If this was his personal secretary, then it was clear that she had no idea of Phillipa’s misdeeds. On the bright side, at least her sister’s face hadn’t been reprinted on posters for target practice.
She only surfaced when they were standing in front of an imposing oak door, alongside which two vertical sheets of smoked glass protected Damien Carver from the casual stares of anyone who might be waiting in his secretary’s outside office.
Idly tabulating the string of idiotic mistakes Phillipa Drew had made in her half-baked attempt to defraud his company, Damien didn’t bother to look up when his door was pushed open and Martha announced his unexpected visitor.

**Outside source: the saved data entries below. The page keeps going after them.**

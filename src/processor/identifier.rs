//! Phone-number normalization shared by the SMS and Voice processors
//! (§4.3): strip everything but digits, then prepend the US country code
//! when the result looks like a bare 10-digit local number. Idempotent by
//! construction — a number that already carries the country code, or isn't
//! 10 digits once stripped, passes through unchanged on a second call.

pub fn normalize_phone(raw: &str) -> String {
    let digits: String = raw.chars().filter(|c| c.is_ascii_digit()).collect();
    if digits.len() == 10 { format!("1{digits}") } else { digits }
}

#[cfg(test)]
mod tests {
    use super::*;

    #[test]
    fn strips_punctuation_and_adds_country_code() {
        assert_eq!(normalize_phone("+1 (555) 123-4567"), "15551234567");
        assert_eq!(normalize_phone("555-123-4567"), "15551234567");
    }

    #[test]
    fn normalization_is_idempotent() {
        for raw in ["+15551234567", "555-123-4567", "not-a-number"] {
            let once = normalize_phone(raw);
            assert_eq!(normalize_phone(&once), once);
        }
    }
}
use thiserror::Error;

#[derive(Debug, Error)]
pub enum BusError {
    #[error("bus is already running")]
    AlreadyRunning,
    #[error("bus is not running")]
    NotRunning,
    #[error("failed to bind {0}: {1}")]
    Bind(std::net::SocketAddr, std::io::Error),
    #[error("request body exceeded the configured size limit")]
    PayloadTooLarge,
    #[error("no processor registered for tag '{0}'")]
    UnknownTag(String),
    #[error("webhook path is missing its tag segment")]
    MissingTag,
}

impl warp::reject::Reject for BusError {}
use std::collections::HashMap;

use serde::{Deserialize, Serialize};

#[derive(Debug, Clone, Copy, PartialEq, Eq, Serialize, Deserialize)]
#[serde(rename_all = "lowercase")]
pub enum CommunityStatus {
    Active,
    Disbanded,
}

#[derive(Debug, Clone, Serialize, Deserialize)]
pub struct PersonaInfo {
    pub id: String,
    pub name: String,
    pub expertise: Vec<String>,
    pub description: String,
    pub model: String,
}

#[derive(Debug, Clone, Serialize, Deserialize)]
pub struct Community {
    pub id: String,
    pub topic: String,
    pub members: Vec<PersonaInfo>,
    pub created_at: chrono::DateTime<chrono::Utc>,
    pub status: CommunityStatus,
}

#[derive(Debug, Clone, Serialize, Deserialize)]
pub struct PersonaReview {
    pub persona_id: String,
    pub persona_name: String,
    pub expertise: Vec<String>,
    pub review: String,
    pub score: f64,
    pub confidence: f64,
    pub tags: Vec<String>,
    pub metadata: HashMap<String, String>,
    pub timestamp: chrono::DateTime<chrono::Utc>,
}

#[derive(Debug, Clone, Serialize, Deserialize, Default)]
pub struct Consensus {
    pub overall_score: f64,
    pub agreement: f64,
    pub recommendation: String,
    pub key_points: Vec<String>,
    pub dissenting: Vec<String>,
    pub confidence_level: f64,
}

#[derive(Debug, Clone, Serialize, Deserialize)]
pub struct Sentiment {
    pub overall: String,
    pub score: f64,
    pub emotions: HashMap<String, f64>,
    pub toxicity: f64,
    pub subjectivity: f64,
}

#[derive(Debug, Clone, Serialize, Deserialize)]
pub struct CommunityReview {
    pub review_id: String,
    pub topic: String,
    pub content: String,
    pub persona_reviews: Vec<PersonaReview>,
    pub consensus: Option<Consensus>,
    pub sentiment: Option<Sentiment>,
    pub recommendations: Vec<String>,
    pub metadata: HashMap<String, String>,
    pub created_at: chrono::DateTime<chrono::Utc>,
    pub completed_at: Option<chrono::DateTime<chrono::Utc>>,
}

impl CommunityReview {
    pub fn is_complete(&self) -> bool {
        self.completed_at.is_some()
    }
}
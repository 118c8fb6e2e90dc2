//! HTTP-backed `CommunityClient` (§4.5, production transport). Grounded on
//! the teacher's `WebhookProcessor`, which posted outbound JSON via a shared
//! `reqwest::Client` and mapped non-2xx responses into its processor error
//! type; this client does the same against a community-review backend.

use std::time::Duration;

use serde::{Deserialize, Serialize};

use crate::ai::{CommunityClient, CommunityError};
use crate::model::{Community, CommunityReview, PersonaInfo};

#[derive(Debug, Serialize)]
struct CreateCommunityRequest<'a> {
    topic: &'a str,
    persona_count: usize,
}

#[derive(Debug, Serialize)]
struct SubmitReviewRequest<'a> {
    content: &'a str,
}

#[derive(Debug, Deserialize)]
struct ErrorBody {
    message: String,
}

/// Talks to a remote community-review backend over HTTP. The base URL is
/// expected to expose `POST /communities`, `POST /communities/{id}/reviews`,
/// `GET /reviews/{id}`, and `GET /communities/{id}/members`.
pub struct HttpCommunityClient {
    client: reqwest::Client,
    base_url: String,
}

impl HttpCommunityClient {
    pub fn new(base_url: impl Into<String>) -> Self {
        let client = reqwest::Client::builder()
            .timeout(Duration::from_secs(30))
            .build()
            .expect("reqwest client with static config builds");

        Self {
            client,
            base_url: base_url.into().trim_end_matches('/').to_string(),
        }
    }

    async fn error_for_status(resp: reqwest::Response, context: &str) -> CommunityError {
        let status = resp.status();
        let message = match resp.json::<ErrorBody>().await {
            Ok(body) => body.message,
            Err(_) => status.canonical_reason().unwrap_or("unknown error").to_string(),
        };
        CommunityError::SubmissionError(format!("{context}: {status} {message}"))
    }
}

#[async_trait::async_trait]
impl CommunityClient for HttpCommunityClient {
    async fn create_community(&self, topic: &str, persona_count: usize) -> Result<Community, CommunityError> {
        let url = format!("{}/communities", self.base_url);
        let resp = self
            .client
            .post(&url)
            .json(&CreateCommunityRequest { topic, persona_count })
            .send()
            .await
            .map_err(|e| CommunityError::CreationError(e.to_string()))?;

        if !resp.status().is_success() {
            let err = Self::error_for_status(resp, "create_community").await;
            return Err(CommunityError::CreationError(err.to_string()));
        }

        resp.json::<Community>()
            .await
            .map_err(|e| CommunityError::CreationError(format!("invalid response body: {e}")))
    }

    async fn submit_for_review(&self, community_id: &str, content: &str) -> Result<CommunityReview, CommunityError> {
        let url = format!("{}/communities/{community_id}/reviews", self.base_url);
        let resp = self
            .client
            .post(&url)
            .json(&SubmitReviewRequest { content })
            .send()
            .await
            .map_err(|e| CommunityError::SubmissionError(e.to_string()))?;

        if !resp.status().is_success() {
            return Err(Self::error_for_status(resp, "submit_for_review").await);
        }

        resp.json::<CommunityReview>()
            .await
            .map_err(|e| CommunityError::SubmissionError(format!("invalid response body: {e}")))
    }

    async fn get_review_status(&self, review_id: &str) -> Result<CommunityReview, CommunityError> {
        let url = format!("{}/reviews/{review_id}", self.base_url);
        let resp = self
            .client
            .get(&url)
            .send()
            .await
            .map_err(|e| CommunityError::NotFound(e.to_string()))?;

        if resp.status() == reqwest::StatusCode::NOT_FOUND {
            return Err(CommunityError::NotFound(format!("no review with id {review_id}")));
        }
        if !resp.status().is_success() {
            return Err(Self::error_for_status(resp, "get_review_status").await);
        }

        resp.json::<CommunityReview>()
            .await
            .map_err(|e| CommunityError::NotFound(format!("invalid response body: {e}")))
    }

    async fn get_community_members(&self, community_id: &str) -> Result<Vec<PersonaInfo>, CommunityError> {
        let url = format!("{}/communities/{community_id}/members", self.base_url);
        let resp = self
            .client
            .get(&url)
            .send()
            .await
            .map_err(|e| CommunityError::NotFound(e.to_string()))?;

        if resp.status() == reqwest::StatusCode::NOT_FOUND {
            return Err(CommunityError::NotFound(format!("no community with id {community_id}")));
        }
        if !resp.status().is_success() {
            return Err(Self::error_for_status(resp, "get_community_members").await);
        }

        resp.json::<Vec<PersonaInfo>>()
            .await
            .map_err(|e| CommunityError::NotFound(format!("invalid response body: {e}")))
    }
}
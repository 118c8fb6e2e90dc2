//! Consensus aggregation math (§4.5, canonical). The mean/variance shape
//! mirrors the teacher's moving-average anomaly detector
//! (`processor::processors::anomaly_detector::MovingAverageState`), applied
//! over a single batch of persona scores instead of a streaming window.

use std::collections::HashMap;

use crate::model::{Consensus, PersonaReview};

/// `overall_score = mean(scores)`, `agreement = clamp(1 - variance, 0, 1)`,
/// `confidence_level = agreement * 0.9` (the design notes permit either this
/// or mean-of-confidences; we fix the former so it stays a pure function of
/// `overall_score`/`agreement` alone).
pub fn compute(reviews: &[PersonaReview]) -> Consensus {
    if reviews.is_empty() {
        return Consensus::default();
    }

    let n = reviews.len() as f64;
    let sum: f64 = reviews.iter().map(|r| r.score).sum();
    let overall_score = sum / n;

    let sum_sq_diff: f64 = reviews.iter().map(|r| (r.score - overall_score).powi(2)).sum();
    let variance = sum_sq_diff / n;
    let agreement = (1.0 - variance).clamp(0.0, 1.0);

    let confidence_level = agreement * 0.9;

    let key_points = key_points(reviews);
    let dissenting = dissenting_points(reviews, overall_score);
    let recommendation = recommendation_text(overall_score);

    Consensus {
        overall_score,
        agreement,
        recommendation,
        key_points,
        dissenting,
        confidence_level,
    }
}

fn key_points(reviews: &[PersonaReview]) -> Vec<String> {
    let mut tag_counts: HashMap<&str, usize> = HashMap::new();
    for review in reviews {
        for tag in &review.tags {
            *tag_counts.entry(tag.as_str()).or_insert(0) += 1;
        }
    }

    let threshold = reviews.len() / 2;
    let mut points: Vec<String> = tag_counts
        .into_iter()
        .filter(|(_, count)| *count >= threshold.max(1))
        .map(|(tag, _)| format!("Multiple reviewers noted: {tag}"))
        .collect();
    points.sort();
    points
}

fn dissenting_points(reviews: &[PersonaReview], overall_score: f64) -> Vec<String> {
    reviews
        .iter()
        .filter(|r| (r.score - overall_score).abs() > 0.3)
        .map(|r| format!("{}: {:.2} ({})", r.persona_name, r.score, r.review))
        .collect()
}

/// Monotone recommendation text keyed to the same thresholds used for the
/// threat-oriented tables (§6): 0.9/0.8/0.7/0.6/0.4.
pub fn recommendation_text(score: f64) -> String {
    if score >= 0.9 {
        "Highly recommended - excellent content quality".to_string()
    } else if score >= 0.8 {
        "Recommended - good content with minor considerations".to_string()
    } else if score >= 0.7 {
        "Acceptable - content meets community standards".to_string()
    } else if score >= 0.6 {
        "Requires attention - some concerns noted".to_string()
    } else if score >= 0.4 {
        "Needs review - multiple issues identified".to_string()
    } else {
        "Not recommended - significant concerns".to_string()
    }
}

#[cfg(test)]
mod tests {
    use super::*;
    use std::collections::HashMap as Map;

    fn review(score: f64, tags: &[&str]) -> PersonaReview {
        PersonaReview {
            persona_id: "p".into(),
            persona_name: "Persona".into(),
            expertise: vec![],
            review: "review text".into(),
            score,
            confidence: 0.8,
            tags: tags.iter().map(|s| s.to_string()).collect(),
            metadata: Map::new(),
            timestamp: chrono::Utc::now(),
        }
    }

    #[test]
    fn overall_score_is_mean() {
        let reviews = vec![review(0.2, &[]), review(0.4, &[]), review(0.9, &[])];
        let consensus = compute(&reviews);
        let expected = (0.2 + 0.4 + 0.9) / 3.0;
        assert!((consensus.overall_score - expected).abs() < 1e-9);
    }

    #[test]
    fn agreement_is_in_bounds() {
        let reviews = vec![review(0.0, &[]), review(1.0, &[]), review(0.5, &[])];
        let consensus = compute(&reviews);
        assert!(consensus.agreement >= 0.0 && consensus.agreement <= 1.0);
    }

    #[test]
    fn identical_scores_yield_full_agreement() {
        let reviews = vec![review(0.7, &[]), review(0.7, &[]), review(0.7, &[])];
        let consensus = compute(&reviews);
        assert!((consensus.agreement - 1.0).abs() < 1e-9);
    }

    #[test]
    fn key_points_require_majority() {
        let reviews = vec![
            review(0.5, &["phishing"]),
            review(0.6, &["phishing"]),
            review(0.7, &["unrelated"]),
        ];
        let consensus = compute(&reviews);
        assert_eq!(consensus.key_points, vec!["Multiple reviewers noted: phishing".to_string()]);
    }

    #[test]
    fn recommendation_thresholds() {
        assert_eq!(recommendation_text(0.9), "Highly recommended - excellent content quality");
        assert_eq!(recommendation_text(0.8), "Recommended - good content with minor considerations");
        assert_eq!(recommendation_text(0.7999), "Acceptable - content meets community standards");
        assert_eq!(recommendation_text(0.39), "Not recommended - significant concerns");
    }

    #[test]
    fn empty_reviews_yield_default_consensus() {
        let consensus = compute(&[]);
        assert_eq!(consensus.overall_score, 0.0);
    }
}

‘Sit!’ He kept his eyes glued to his computer screen. Every detail of his body language suggested the contempt of a man whose mind had already been made up.
With her nerves unravelling at a pace, Violet slunk into the leather chair directly in front of him. She wished she could direct her eyes to some other, less forbidding part of the gigantic room, but she was driven to stare at the man in front of her.
‘He’s a pig,’ Phillipa had said, when Violet had offhandedly asked her what Damien Carver was like. Violet had immediately pictured someone short, fat, aggressive and unpleasant. Someone, literally, porcine in appearance.
Nothing had prepared her for the sight of one of the most beautiful men she had ever seen in her life.
Raven-black hair was swept away from a face, the lines and contours of which were finely chiselled. His unsmiling mouth filled her with cold fear but, in a strangely detached way, she was more than aware of its sensual curve. She couldn’t see the details of his physique, but she saw enough to realise that he was muscular and lean. He must have some foreign blood in him, she thought, because his skin was burnished gold. He made her mouth go dry and she attempted to gather her scattered wits before he raised his eyes to look at her.
When he finally did turn his attention to her, she was pinned to the chair by navy-blue eyes that could have frozen water.
Damien looked at her for a long time in perfect silence before saying, in a voice that matched his glacial eyes, ‘And who the hell are you?’
Certainly not the woman he had been expecting. Phillipa Drew was tall, slim, blonde and wore the air of some of the women he had dated in the past—an expression of smug awareness that she had been gifted with an abundance of pulling power.